§ Source data
■ ■ ■ ■ ■ ■ ■

use std::path::PathBuf;

use serde::{Deserialize, Serialize};

/// Top-level runtime configuration.
#[derive(Debug, Clone, Default, Serialize, Deserialize)]
#[serde(default)]
pub struct TetherConfig {
    pub project: ProjectConfig,
    pub agent: AgentConfig,
    pub sandbox: SandboxConfig,
    pub approval: ApprovalConfig,
    pub session: SessionConfig,
    pub compaction: CompactionConfig,
    pub events: EventsConfig,
    pub logging: LoggingConfig,
}

#[derive(Debug, Clone, Default, Serialize, Deserialize)]
#[serde(default)]
pub struct ProjectConfig {
    /// Project root; falls back to the current directory.
    pub root: Option<PathBuf>,
}

#[derive(Debug, Clone, Serialize, Deserialize)]
#[serde(default)]
pub struct AgentConfig {
    pub model: String,
    pub fallback_model: Option<String>,
    /// Model used for history summarization; defaults to `model`.
    pub summarizer_model: Option<String>,
    pub max_iterations: u32,
    pub request_timeout_secs: u64,
    pub max_tokens: u32,
    pub temperature: Option<f32>,
    pub tool_timeout_secs: u64,
    pub max_tool_output_chars: usize,
}

impl Default for AgentConfig {
    fn default() -> Self {
        Self {
            model: "tether-large".to_string(),
            fallback_model: None,
            summarizer_model: None,
            max_iterations: 20,
            request_timeout_secs: 300,
            max_tokens: 4096,
            temperature: None,
            tool_timeout_secs: 120,
            max_tool_output_chars: 30_000,
        }
    }
}

#[derive(Debug, Clone, Default, Serialize, Deserialize)]
#[serde(default)]
pub struct SandboxConfig {
    /// Sandbox root; defaults to the project root.
    pub root: Option<PathBuf>,
    pub allow_paths: Vec<PathBuf>,
    pub allowed_hosts: Vec<String>,
    pub command_denylist: Vec<String>,
    pub cli_mode: bool,
    pub cpu_percent_cap: Option<f64>,
    pub memory_bytes_cap: Option<u64>,
    pub disk_bytes_cap: Option<u64>,
}

#[derive(Debug, Clone, Serialize, Deserialize)]
#[serde(default)]
pub struct ApprovalConfig {
    /// Record log directory; defaults to `<project-root>/.tether/approvals`.
    pub dir: Option<PathBuf>,
    pub wait_timeout_secs: u64,
    pub retention_days: u32,
    pub retention_count: usize,
    pub retention_bytes: u64,
    /// Zero disables the periodic GC task.
    pub gc_interval_secs: u64,
}

impl Default for ApprovalConfig {
    fn default() -> Self {
        Self {
            dir: None,
            wait_timeout_secs: 120,
            retention_days: 7,
            retention_count: 1000,
            retention_bytes: 0,
            gc_interval_secs: 0,
        }
    }
}

#[derive(Debug, Clone, Serialize, Deserialize)]
#[serde(default)]
pub struct SessionConfig {
    /// Session root; defaults to `<project-root>/.tether/sessions`.
    pub root: Option<PathBuf>,
    pub max_sessions: usize,
}

impl Default for SessionConfig {
    fn default() -> Self {
        Self {
            root: None,
            max_sessions: 64,
        }
    }
}

#[derive(Debug, Clone, Serialize, Deserialize)]
#[serde(default)]
pub struct CompactionConfig {
    pub enabled: bool,
    /// Token budget the estimate is compared against.
    pub budget_tokens: usize,
    /// Compaction triggers at `estimate / budget >= threshold`.
    pub threshold: f64,
    /// Trailing messages always preserved verbatim.
    pub preserve_count: usize,
    /// Leading non-system messages preserved after the system head.
    pub initial_count: usize,
    /// Token allowance for preserving long middle user messages.
    pub user_text_tokens: usize,
    pub max_retries: u32,
    pub retry_delay_ms: u64,
    /// Offline audit artifacts land here when set.
    pub rollout_dir: Option<PathBuf>,
}

impl Default for CompactionConfig {
    fn default() -> Self {
        Self {
            enabled: true,
            budget_tokens: 120_000,
            threshold: 0.8,
            preserve_count: 4,
            initial_count: 0,
            user_text_tokens: 0,
            max_retries: 2,
            retry_delay_ms: 500,
            rollout_dir: None,
        }
    }
}

#[derive(Debug, Clone, Serialize, Deserialize)]
#[serde(default)]
pub struct EventsConfig {
    pub subscriber_capacity: usize,
    pub subscriber_timeout_secs: u64,
    /// LRU de-dup window; zero disables.
    pub dedup_window: usize,
}

impl Default for EventsConfig {
    fn default() -> Self {
        Self {
            subscriber_capacity: 256,
            subscriber_timeout_secs: 5,
            dedup_window: 0,
        }
    }
}

#[derive(Debug, Clone, Serialize, Deserialize)]
#[serde(default)]
pub struct LoggingConfig {
    pub level: String,
}

impl Default for LoggingConfig {
    fn default() -> Self {
        Self {
            level: "info".to_string(),
        }
    }
}

impl TetherConfig {
    /// Validate the configuration. Returns warnings for questionable values;
    /// errors for unusable ones.
    pub fn validate(&self) -> Result<Vec<String>, String> {
        let mut warnings = Vec::new();
        if self.agent.model.trim().is_empty() {
            return Err("agent.model must not be empty".into());
        }
        if self.agent.max_iterations == 0 {
            return Err("agent.max_iterations must be at least 1".into());
        }
        if !(0.0..=1.0).contains(&self.compaction.threshold) {
            return Err(format!(
                "compaction.threshold {} out of range [0, 1]",
                self.compaction.threshold
            ));
        }
        if self.agent.max_tool_output_chars == 0 {
            warnings.push("agent.max_tool_output_chars is 0; tool output will be dropped".into());
        }
        if self.compaction.enabled && self.compaction.budget_tokens == 0 {
            warnings.push("compaction.budget_tokens is 0; compaction will never trigger".into());
        }
        if self.session.max_sessions == 0 {
            warnings.push("session.max_sessions is 0; treated as 1".into());
        }
        Ok(warnings)
    }
}
#[cfg(test)]
mod tests {
    use tether_approval::{ApprovalRecord, Decision, Filter as ApprovalFilter};
    use tether_core::{Message, Role, TetherError};
    use tether_session::{Channel, FileSession, ListFilter, SessionManager, MAX_CHECKPOINT_BYTES};
    use tether_wal::WalOptions;

    fn opts() -> WalOptions {
        WalOptions {
            disable_sync: true,
            ..Default::default()
        }
    }

    fn texts(session: &FileSession) -> Vec<String> {
        session
            .messages()
            .iter()
            .map(|m| m.text_content())
            .collect()
    }

    #[test]
    fn test_append_assigns_id_and_timestamp() {
        let dir = tempfile::tempdir().unwrap();
        let s = FileSession::open("sess-1", dir.path(), opts()).unwrap();
        let stored = s.append(Message::user("hello")).unwrap();
        assert_eq!(stored.id, "sess-1-000001");
        assert!(stored.timestamp.is_some());
        assert_eq!(stored.session_id, "sess-1");
        // Caller-provided ids are preserved.
        let mut own = Message::user("next");
        own.id = "my-id".into();
        let stored = s.append(own).unwrap();
        assert_eq!(stored.id, "my-id");
    }

    #[test]
    fn test_list_preserves_append_order() {
        let dir = tempfile::tempdir().unwrap();
        let s = FileSession::open("sess-1", dir.path(), opts()).unwrap();
        for i in 0..5 {
            s.append(Message::user(format!("m{i}"))).unwrap();
        }
        let all = s.list(&ListFilter::default()).unwrap();
        let got: Vec<String> = all.iter().map(|m| m.text_content()).collect();
        assert_eq!(got, vec!["m0", "m1", "m2", "m3", "m4"]);
    }

    #[test]
    fn test_list_filters() {
        let dir = tempfile::tempdir().unwrap();
        let s = FileSession::open("sess-1", dir.path(), opts()).unwrap();
        s.append(Message::user("u1")).unwrap();
        s.append(Message::assistant("a1")).unwrap();
        s.append(Message::user("u2")).unwrap();

        let users = s
            .list(&ListFilter {
                role: Some(Role::User),
                ..Default::default()
            })
            .unwrap();
        assert_eq!(users.len(), 2);

        let limited = s
            .list(&ListFilter {
                offset: 1,
                limit: 1,
                ..Default::default()
            })
            .unwrap();
        assert_eq!(limited.len(), 1);
        assert_eq!(limited[0].text_content(), "a1");
    }

    #[test]
    fn test_checkpoint_resume_roundtrip() {
        let dir = tempfile::tempdir().unwrap();
        let s = FileSession::open("sess-1", dir.path(), opts()).unwrap();
        s.append(Message::user("m1")).unwrap();
        s.append(Message::user("m2")).unwrap();
        s.append(Message::user("m3")).unwrap();
        s.checkpoint("a").unwrap();
        s.append(Message::user("m4")).unwrap();
        s.append(Message::user("m5")).unwrap();
        s.resume("a").unwrap();
        assert_eq!(texts(&s), vec!["m1", "m2", "m3"]);
    }

    #[test]
    fn test_resume_unknown_checkpoint() {
        let dir = tempfile::tempdir().unwrap();
        let s = FileSession::open("sess-1", dir.path(), opts()).unwrap();
        assert!(matches!(
            s.resume("missing"),
            Err(TetherError::CheckpointNotFound(_))
        ));
    }

    #[test]
    fn test_transcript_survives_reopen() {
        let dir = tempfile::tempdir().unwrap();
        {
            let s = FileSession::open("sess-1", dir.path(), opts()).unwrap();
            for i in 0..4 {
                s.append(Message::user(format!("m{i}"))).unwrap();
            }
            // Dropped without close: crash.
        }
        let s = FileSession::open("sess-1", dir.path(), opts()).unwrap();
        assert_eq!(texts(&s), vec!["m0", "m1", "m2", "m3"]);
        // Appends continue with the right sequence.
        let next = s.append(Message::user("m4")).unwrap();
        assert_eq!(next.id, "sess-1-000005");
    }

    #[test]
    fn test_checkpoint_resume_survive_reopen() {
        let dir = tempfile::tempdir().unwrap();
        {
            let s = FileSession::open("sess-1", dir.path(), opts()).unwrap();
            s.append(Message::user("m1")).unwrap();
            s.append(Message::user("m2")).unwrap();
            s.checkpoint("a").unwrap();
            s.append(Message::user("m3")).unwrap();
        }
        {
            // Reopen sees the full transcript, then resumes.
            let s = FileSession::open("sess-1", dir.path(), opts()).unwrap();
            assert_eq!(texts(&s), vec!["m1", "m2", "m3"]);
            s.resume("a").unwrap();
            assert_eq!(texts(&s), vec!["m1", "m2"]);
        }
        // The resume itself is durable.
        let s = FileSession::open("sess-1", dir.path(), opts()).unwrap();
        assert_eq!(texts(&s), vec!["m1", "m2"]);
    }

    #[test]
    fn test_appends_after_resume_replay_correctly() {
        let dir = tempfile::tempdir().unwrap();
        {
            let s = FileSession::open("sess-1", dir.path(), opts()).unwrap();
            s.append(Message::user("m1")).unwrap();
            s.checkpoint("a").unwrap();
            s.append(Message::user("m2")).unwrap();
            s.resume("a").unwrap();
            s.append(Message::user("m3")).unwrap();
            assert_eq!(texts(&s), vec!["m1", "m3"]);
        }
        let s = FileSession::open("sess-1", dir.path(), opts()).unwrap();
        assert_eq!(texts(&s), vec!["m1", "m3"]);
    }

    #[test]
    fn test_checkpoint_size_boundary() {
        let dir = tempfile::tempdir().unwrap();
        let s = FileSession::open("sess-1", dir.path(), opts()).unwrap();
        // Leave generous headroom for JSON framing, then push just over.
        let big = "x".repeat(MAX_CHECKPOINT_BYTES / 2);
        s.append(Message::user(&big)).unwrap();
        s.checkpoint("fits").unwrap();
        s.append(Message::user(&big)).unwrap();
        s.append(Message::user(&big)).unwrap();
        match s.checkpoint("too-big") {
            Err(TetherError::CheckpointTooLarge { size, max }) => {
                assert!(size > max);
                assert_eq!(max, MAX_CHECKPOINT_BYTES);
            }
            other => panic!("expected CheckpointTooLarge, got {other:?}"),
        }
    }

    #[test]
    fn test_invalid_checkpoint_names() {
        let dir = tempfile::tempdir().unwrap();
        let s = FileSession::open("sess-1", dir.path(), opts()).unwrap();
        assert!(s.checkpoint("Bad").is_err());
        assert!(s.checkpoint("").is_err());
        assert!(s.checkpoint("ok-1").is_ok());
    }

    #[test]
    fn test_fork_copies_messages_not_approvals() {
        let dir = tempfile::tempdir().unwrap();
        let s = FileSession::open("parent", dir.path(), opts()).unwrap();
        s.append(Message::user("m1")).unwrap();
        s.append(Message::assistant("m2")).unwrap();
        s.append_approval(ApprovalRecord {
            id: String::new(),
            session_id: String::new(),
            tool: "bash_execute".into(),
            params: Default::default(),
            decision: Decision::Approved,
            requested_at: chrono::Utc::now(),
            decided_at: None,
            comment: String::new(),
            auto: false,
        })
        .unwrap();

        let child = s.fork("child").unwrap();
        assert_eq!(texts(&child), vec!["m1", "m2"]);
        assert_eq!(
            child.list_approvals(&ApprovalFilter::default()).unwrap().len(),
            0
        );
        // Parent untouched.
        assert_eq!(s.list_approvals(&ApprovalFilter::default()).unwrap().len(), 1);
    }

    #[test]
    fn test_approvals_survive_reopen() {
        let dir = tempfile::tempdir().unwrap();
        let id = {
            let s = FileSession::open("sess-1", dir.path(), opts()).unwrap();
            let rec = s
                .append_approval(ApprovalRecord {
                    id: String::new(),
                    session_id: String::new(),
                    tool: "bash_execute".into(),
                    params: Default::default(),
                    decision: Decision::Pending,
                    requested_at: chrono::Utc::now(),
                    decided_at: None,
                    comment: String::new(),
                    auto: false,
                })
                .unwrap();
            rec.id
        };
        let s = FileSession::open("sess-1", dir.path(), opts()).unwrap();
        let records = s.list_approvals(&ApprovalFilter::default()).unwrap();
        assert_eq!(records.len(), 1);
        assert_eq!(records[0].id, id);
    }

    #[test]
    fn test_progress_gc_after_checkpoint_keeps_transcript() {
        let dir = tempfile::tempdir().unwrap();
        {
            let s = FileSession::open("sess-1", dir.path(), opts()).unwrap();
            for i in 0..6 {
                s.append(Message::user(format!("m{i}"))).unwrap();
            }
            s.checkpoint("trim").unwrap();
            s.append(Message::user("after")).unwrap();
        }
        // The checkpoint GC may have truncated early progress entries; the
        // snapshot must still reconstruct the full transcript.
        let s = FileSession::open("sess-1", dir.path(), opts()).unwrap();
        assert_eq!(
            texts(&s),
            vec!["m0", "m1", "m2", "m3", "m4", "m5", "after"]
        );
    }

    #[test]
    fn test_closed_session_rejects_mutation() {
        let dir = tempfile::tempdir().unwrap();
        let s = FileSession::open("sess-1", dir.path(), opts()).unwrap();
        s.close().unwrap();
        assert!(matches!(
            s.append(Message::user("x")),
            Err(TetherError::SessionClosed)
        ));
        assert!(s.list(&ListFilter::default()).is_err());
    }

    #[test]
    fn test_invalid_session_id_rejected() {
        let dir = tempfile::tempdir().unwrap();
        assert!(FileSession::open("", dir.path(), opts()).is_err());
        assert!(FileSession::open("bad/slash", dir.path(), opts()).is_err());
    }

    // ── Manager tests ──────────────────────────────────────────

    #[test]
    fn test_manager_caches_and_reports_first_seen() {
        let dir = tempfile::tempdir().unwrap();
        let mgr = SessionManager::with_max_sessions(dir.path(), opts(), 8);
        let (a, first) = mgr.open("sess-1").unwrap();
        assert!(first);
        let (b, second) = mgr.open("sess-1").unwrap();
        assert!(!second);
        assert!(std::sync::Arc::ptr_eq(&a, &b));
        assert_eq!(mgr.live_count(), 1);
    }

    #[test]
    fn test_manager_lru_eviction() {
        let dir = tempfile::tempdir().unwrap();
        let mgr = SessionManager::with_max_sessions(dir.path(), opts(), 2);
        mgr.open("s1").unwrap();
        mgr.open("s2").unwrap();
        mgr.open("s3").unwrap();
        assert_eq!(mgr.live_count(), 2);
        assert!(!mgr.live_ids().contains(&"s1".to_string()));
        // Evicted sessions reopen cleanly.
        let (s1, _) = mgr.open("s1").unwrap();
        assert!(!s1.is_closed());
    }

    #[test]
    fn test_manager_close_session() {
        let dir = tempfile::tempdir().unwrap();
        let mgr = SessionManager::with_max_sessions(dir.path(), opts(), 8);
        let (s, _) = mgr.open("sess-1").unwrap();
        s.append(Message::user("m")).unwrap();
        mgr.close("sess-1").unwrap();
        assert_eq!(mgr.live_count(), 0);
        assert!(s.is_closed());
    }

    // ── Channel WAL tests ──────────────────────────────────────

    #[test]
    fn test_channel_isolation() {
        use tether_session::ChannelWal;
        let dir = tempfile::tempdir().unwrap();
        let wal = ChannelWal::open(dir.path(), opts()).unwrap();
        let p1 = wal.append(Channel::Progress, "progress", b"p1").unwrap();
        wal.append(Channel::Control, "control", b"c1").unwrap();

        let mut progress = Vec::new();
        wal.read_since(Channel::Progress, p1, |e| {
            progress.push(e.data);
            Ok(())
        })
        .unwrap();
        assert_eq!(progress, vec![b"p1".to_vec()]);

        let mut control = Vec::new();
        wal.read_since(Channel::Control, 0, |e| {
            control.push(e.data);
            Ok(())
        })
        .unwrap();
        assert_eq!(control, vec![b"c1".to_vec()]);

        wal.rotate(Channel::Control).unwrap();
        let cursors = wal.snapshot();
        assert_eq!(cursors[&Channel::Progress], p1);
        let files: Vec<_> = std::fs::read_dir(dir.path().join("control"))
            .unwrap()
            .filter_map(|e| e.ok())
            .filter(|e| e.file_name().to_string_lossy().starts_with("segment-"))
            .collect();
        assert!(!files.is_empty());
    }

    #[test]
    fn test_channel_positions_independent() {
        use tether_session::ChannelWal;
        let dir = tempfile::tempdir().unwrap();
        let wal = ChannelWal::open(dir.path(), opts()).unwrap();
        assert_eq!(wal.append(Channel::Progress, "m", b"a").unwrap(), 0);
        assert_eq!(wal.append(Channel::Progress, "m", b"b").unwrap(), 1);
        assert_eq!(wal.append(Channel::Control, "c", b"x").unwrap(), 0);
        assert_eq!(wal.append(Channel::Monitor, "a", b"y").unwrap(), 0);
    }
}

■ ■ ■ ■ ■ ■ ■

§ What is needed
Look over the data above and show each line that contains "will".

§ Reply to the task
            warnings.push("agent.max_tool_output_chars is 0; tool output will be dropped".into());
            warnings.push("compaction.budget_tokens is 0; compaction will never trigger".into());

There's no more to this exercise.